//! Peak normalization.

use crate::{Repair, SampleBuffer, db_to_linear};

/// Scales the buffer so its absolute peak lands on `target_db`.
///
/// Silent buffers are returned unchanged.
///
/// # Example
///
/// ```rust
/// use reparo_core::{Normalizer, Repair, SampleBuffer};
///
/// let quiet = SampleBuffer::new(vec![0.1, -0.2, 0.05], 44100.0);
/// let loud = Normalizer { target_db: 0.0 }.apply(&quiet);
/// assert!((loud.peak() - 1.0).abs() < 1e-6);
/// ```
#[derive(Debug, Clone, Copy, PartialEq)]
pub struct Normalizer {
    /// Target peak in dBFS.
    pub target_db: f32,
}

impl Default for Normalizer {
    fn default() -> Self {
        Self { target_db: -3.0 }
    }
}

impl Repair for Normalizer {
    fn name(&self) -> &'static str {
        "normalize"
    }

    fn apply(&self, input: &SampleBuffer) -> SampleBuffer {
        let peak = input.peak();
        if peak == 0.0 {
            return input.clone();
        }

        let scale = db_to_linear(self.target_db) / peak;
        input.map(|_, sample| sample * scale)
    }
}

#[cfg(test)]
mod tests {
    use super::*;
    use alloc::vec;

    #[test]
    fn test_peak_hits_target() {
        let input = SampleBuffer::from_fn(1000, 44100.0, |i| (i as f32 * 0.1).sin() * 0.2);
        let output = Normalizer::default().apply(&input);
        assert!((output.peak() - db_to_linear(-3.0)).abs() < 1e-5);
    }

    #[test]
    fn test_attenuates_hot_signal() {
        let input = SampleBuffer::new(vec![2.0, -4.0, 1.0], 44100.0);
        let output = Normalizer { target_db: 0.0 }.apply(&input);
        assert!((output.samples()[1] + 1.0).abs() < 1e-6);
        assert!((output.samples()[0] - 0.5).abs() < 1e-6);
    }

    #[test]
    fn test_silence_unchanged() {
        let input = SampleBuffer::silence(256, 44100.0);
        assert_eq!(Normalizer::default().apply(&input), input);
    }
}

## TASK BRIEF
All that is needed is the exact run of lines above from the line containing "pub struct Normalizer" through the line containing "return input.clone();", both of them included.

## WORKED SOLUTION
pub struct Normalizer {
    /// Target peak in dBFS.
    pub target_db: f32,
}

impl Default for Normalizer {
    fn default() -> Self {
        Self { target_db: -3.0 }
    }
}

impl Repair for Normalizer {
    fn name(&self) -> &'static str {
        "normalize"
    }

    fn apply(&self, input: &SampleBuffer) -> SampleBuffer {
        let peak = input.peak();
        if peak == 0.0 {
            return input.clone();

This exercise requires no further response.